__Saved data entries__

== == ==

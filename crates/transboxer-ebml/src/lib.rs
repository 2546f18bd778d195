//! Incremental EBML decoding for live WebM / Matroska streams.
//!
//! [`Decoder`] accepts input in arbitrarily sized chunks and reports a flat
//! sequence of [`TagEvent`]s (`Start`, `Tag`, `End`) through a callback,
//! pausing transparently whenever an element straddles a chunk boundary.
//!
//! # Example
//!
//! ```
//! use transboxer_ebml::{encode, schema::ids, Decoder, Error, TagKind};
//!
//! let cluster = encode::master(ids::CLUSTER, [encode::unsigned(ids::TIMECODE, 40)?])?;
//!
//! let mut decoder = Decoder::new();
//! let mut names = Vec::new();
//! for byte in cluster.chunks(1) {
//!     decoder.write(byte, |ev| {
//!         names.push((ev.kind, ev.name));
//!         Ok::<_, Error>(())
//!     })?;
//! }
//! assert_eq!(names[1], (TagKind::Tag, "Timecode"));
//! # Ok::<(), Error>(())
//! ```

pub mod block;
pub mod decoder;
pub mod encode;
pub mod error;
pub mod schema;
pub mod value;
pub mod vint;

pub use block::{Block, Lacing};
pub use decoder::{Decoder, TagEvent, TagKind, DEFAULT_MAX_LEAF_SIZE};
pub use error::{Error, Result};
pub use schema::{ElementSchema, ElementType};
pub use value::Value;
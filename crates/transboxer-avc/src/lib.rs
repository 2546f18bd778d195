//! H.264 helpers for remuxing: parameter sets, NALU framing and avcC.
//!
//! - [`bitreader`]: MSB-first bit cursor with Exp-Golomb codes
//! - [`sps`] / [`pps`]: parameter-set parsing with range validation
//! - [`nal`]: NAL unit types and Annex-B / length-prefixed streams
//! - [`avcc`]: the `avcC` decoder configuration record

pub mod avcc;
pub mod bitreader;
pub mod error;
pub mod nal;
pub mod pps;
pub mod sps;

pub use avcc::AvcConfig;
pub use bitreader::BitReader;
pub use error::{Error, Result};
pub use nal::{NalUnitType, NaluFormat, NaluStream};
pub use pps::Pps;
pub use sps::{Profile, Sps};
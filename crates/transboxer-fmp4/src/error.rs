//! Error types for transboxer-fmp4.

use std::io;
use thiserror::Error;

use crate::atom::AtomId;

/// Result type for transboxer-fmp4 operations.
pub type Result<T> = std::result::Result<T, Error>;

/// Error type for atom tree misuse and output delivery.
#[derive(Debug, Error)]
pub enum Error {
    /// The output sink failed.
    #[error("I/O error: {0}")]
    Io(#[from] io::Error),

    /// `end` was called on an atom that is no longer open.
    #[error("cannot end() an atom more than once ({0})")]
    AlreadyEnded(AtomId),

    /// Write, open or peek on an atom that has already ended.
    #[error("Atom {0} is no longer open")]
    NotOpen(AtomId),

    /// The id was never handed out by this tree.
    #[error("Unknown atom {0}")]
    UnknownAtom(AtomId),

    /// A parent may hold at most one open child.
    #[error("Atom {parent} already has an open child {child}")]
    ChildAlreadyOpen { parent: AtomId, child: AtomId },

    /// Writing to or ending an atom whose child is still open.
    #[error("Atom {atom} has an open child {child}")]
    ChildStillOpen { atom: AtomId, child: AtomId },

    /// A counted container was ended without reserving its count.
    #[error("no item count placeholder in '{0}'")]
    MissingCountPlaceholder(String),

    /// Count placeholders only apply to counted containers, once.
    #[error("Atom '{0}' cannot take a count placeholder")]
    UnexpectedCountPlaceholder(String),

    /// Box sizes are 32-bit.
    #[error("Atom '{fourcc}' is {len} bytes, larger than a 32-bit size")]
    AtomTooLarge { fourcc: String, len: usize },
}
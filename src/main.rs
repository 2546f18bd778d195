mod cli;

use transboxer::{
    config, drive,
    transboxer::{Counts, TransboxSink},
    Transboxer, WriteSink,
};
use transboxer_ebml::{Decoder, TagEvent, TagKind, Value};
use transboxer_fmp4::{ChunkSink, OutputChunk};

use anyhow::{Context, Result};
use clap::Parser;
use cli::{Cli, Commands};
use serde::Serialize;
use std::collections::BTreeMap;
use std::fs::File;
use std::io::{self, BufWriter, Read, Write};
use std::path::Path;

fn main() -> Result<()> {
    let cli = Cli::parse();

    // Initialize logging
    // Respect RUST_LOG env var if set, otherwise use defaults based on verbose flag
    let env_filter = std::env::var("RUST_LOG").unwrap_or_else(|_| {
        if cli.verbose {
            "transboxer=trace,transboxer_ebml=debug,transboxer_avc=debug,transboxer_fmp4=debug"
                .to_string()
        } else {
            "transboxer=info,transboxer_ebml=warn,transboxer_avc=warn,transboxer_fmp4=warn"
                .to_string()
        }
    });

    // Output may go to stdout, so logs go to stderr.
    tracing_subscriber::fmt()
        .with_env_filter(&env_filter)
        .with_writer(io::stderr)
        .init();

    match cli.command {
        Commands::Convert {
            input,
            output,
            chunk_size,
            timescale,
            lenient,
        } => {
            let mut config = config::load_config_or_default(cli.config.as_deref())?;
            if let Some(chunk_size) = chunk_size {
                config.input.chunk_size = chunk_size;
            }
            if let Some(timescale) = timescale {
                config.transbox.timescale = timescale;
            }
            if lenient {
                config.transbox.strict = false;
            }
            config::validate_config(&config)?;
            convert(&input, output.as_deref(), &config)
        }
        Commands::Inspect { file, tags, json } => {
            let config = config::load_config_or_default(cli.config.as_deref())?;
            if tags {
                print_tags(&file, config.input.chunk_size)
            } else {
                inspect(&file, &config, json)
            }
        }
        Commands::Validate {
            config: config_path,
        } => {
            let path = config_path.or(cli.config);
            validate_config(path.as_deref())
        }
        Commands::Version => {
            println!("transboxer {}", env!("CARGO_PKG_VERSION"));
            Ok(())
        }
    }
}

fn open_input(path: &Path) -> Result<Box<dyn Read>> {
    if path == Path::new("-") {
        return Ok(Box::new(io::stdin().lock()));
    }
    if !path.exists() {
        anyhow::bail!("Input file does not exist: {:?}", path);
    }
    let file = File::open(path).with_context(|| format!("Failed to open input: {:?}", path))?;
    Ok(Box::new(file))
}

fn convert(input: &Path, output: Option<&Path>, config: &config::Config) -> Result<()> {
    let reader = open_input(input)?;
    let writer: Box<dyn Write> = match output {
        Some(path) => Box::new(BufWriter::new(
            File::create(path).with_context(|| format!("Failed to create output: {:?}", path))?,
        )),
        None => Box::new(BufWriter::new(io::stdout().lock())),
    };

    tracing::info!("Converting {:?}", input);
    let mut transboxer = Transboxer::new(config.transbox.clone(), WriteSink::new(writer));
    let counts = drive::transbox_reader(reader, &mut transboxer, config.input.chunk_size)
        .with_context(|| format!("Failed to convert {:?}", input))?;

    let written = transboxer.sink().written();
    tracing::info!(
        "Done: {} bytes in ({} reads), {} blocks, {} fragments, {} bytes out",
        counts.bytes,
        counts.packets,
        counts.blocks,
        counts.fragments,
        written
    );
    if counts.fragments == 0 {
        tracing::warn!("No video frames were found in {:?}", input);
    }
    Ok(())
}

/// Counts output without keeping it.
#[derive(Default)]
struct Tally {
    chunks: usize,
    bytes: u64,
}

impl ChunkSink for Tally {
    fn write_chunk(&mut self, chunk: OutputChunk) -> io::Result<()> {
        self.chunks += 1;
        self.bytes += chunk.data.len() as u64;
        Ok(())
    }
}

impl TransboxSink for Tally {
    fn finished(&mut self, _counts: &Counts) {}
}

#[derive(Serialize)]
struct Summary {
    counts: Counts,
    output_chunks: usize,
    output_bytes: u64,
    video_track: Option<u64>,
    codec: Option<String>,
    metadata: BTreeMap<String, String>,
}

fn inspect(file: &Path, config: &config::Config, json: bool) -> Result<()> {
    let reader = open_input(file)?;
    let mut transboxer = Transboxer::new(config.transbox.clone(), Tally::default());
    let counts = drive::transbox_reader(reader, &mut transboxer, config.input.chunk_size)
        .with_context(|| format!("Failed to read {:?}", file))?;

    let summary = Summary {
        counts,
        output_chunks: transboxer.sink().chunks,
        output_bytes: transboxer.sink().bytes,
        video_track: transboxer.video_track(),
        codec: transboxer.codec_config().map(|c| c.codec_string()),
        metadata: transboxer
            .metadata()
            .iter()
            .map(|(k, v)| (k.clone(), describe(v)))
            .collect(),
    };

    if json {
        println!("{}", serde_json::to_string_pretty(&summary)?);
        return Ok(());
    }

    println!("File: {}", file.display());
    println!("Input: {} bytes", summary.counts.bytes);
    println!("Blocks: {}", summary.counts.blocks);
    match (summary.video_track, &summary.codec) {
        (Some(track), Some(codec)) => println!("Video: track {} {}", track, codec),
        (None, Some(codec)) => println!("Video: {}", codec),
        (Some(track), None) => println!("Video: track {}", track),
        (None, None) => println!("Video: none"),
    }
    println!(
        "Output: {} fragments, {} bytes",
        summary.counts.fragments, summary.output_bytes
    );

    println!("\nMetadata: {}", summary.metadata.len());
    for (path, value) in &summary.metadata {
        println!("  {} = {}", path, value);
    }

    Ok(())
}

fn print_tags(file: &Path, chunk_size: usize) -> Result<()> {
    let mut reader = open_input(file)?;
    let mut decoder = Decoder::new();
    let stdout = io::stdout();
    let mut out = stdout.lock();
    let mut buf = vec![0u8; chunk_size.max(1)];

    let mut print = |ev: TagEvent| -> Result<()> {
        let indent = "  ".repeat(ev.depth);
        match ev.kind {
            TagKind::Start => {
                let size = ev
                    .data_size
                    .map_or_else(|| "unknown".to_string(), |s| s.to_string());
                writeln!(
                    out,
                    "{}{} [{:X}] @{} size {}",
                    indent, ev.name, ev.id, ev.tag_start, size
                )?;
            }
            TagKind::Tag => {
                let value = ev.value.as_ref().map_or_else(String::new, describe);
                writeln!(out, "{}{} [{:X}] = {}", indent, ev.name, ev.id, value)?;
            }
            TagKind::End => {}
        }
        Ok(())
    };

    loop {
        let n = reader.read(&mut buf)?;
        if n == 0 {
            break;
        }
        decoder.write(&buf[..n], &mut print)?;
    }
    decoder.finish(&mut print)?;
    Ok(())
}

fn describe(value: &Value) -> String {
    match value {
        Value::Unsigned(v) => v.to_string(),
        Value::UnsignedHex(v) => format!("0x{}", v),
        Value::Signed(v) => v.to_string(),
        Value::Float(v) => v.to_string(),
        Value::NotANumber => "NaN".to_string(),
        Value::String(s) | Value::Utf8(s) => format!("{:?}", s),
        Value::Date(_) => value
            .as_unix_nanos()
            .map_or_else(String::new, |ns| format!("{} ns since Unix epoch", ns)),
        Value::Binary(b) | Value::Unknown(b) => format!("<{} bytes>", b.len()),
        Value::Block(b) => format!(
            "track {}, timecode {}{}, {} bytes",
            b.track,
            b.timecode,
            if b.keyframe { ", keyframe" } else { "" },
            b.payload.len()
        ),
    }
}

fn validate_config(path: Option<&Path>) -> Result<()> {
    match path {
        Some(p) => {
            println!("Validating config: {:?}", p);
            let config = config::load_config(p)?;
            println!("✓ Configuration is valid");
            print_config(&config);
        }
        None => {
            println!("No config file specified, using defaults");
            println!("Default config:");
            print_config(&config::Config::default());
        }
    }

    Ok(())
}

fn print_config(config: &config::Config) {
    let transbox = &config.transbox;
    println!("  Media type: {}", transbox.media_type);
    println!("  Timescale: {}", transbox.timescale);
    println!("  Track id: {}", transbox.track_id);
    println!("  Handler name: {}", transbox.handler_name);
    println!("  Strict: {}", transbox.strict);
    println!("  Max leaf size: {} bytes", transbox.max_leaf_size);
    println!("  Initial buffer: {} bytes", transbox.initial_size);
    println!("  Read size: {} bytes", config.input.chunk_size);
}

== == ==

__Task objective__
Please restate only the opening stretch of the records above: every line from the first through the one containing "reports a flat", exactly as written.

__Answer section__
filename crates/transboxer-ebml/src/lib.rs
repository 2546f18bd778d195
//! Incremental EBML decoding for live WebM / Matroska streams.
//!
//! [`Decoder`] accepts input in arbitrarily sized chunks and reports a flat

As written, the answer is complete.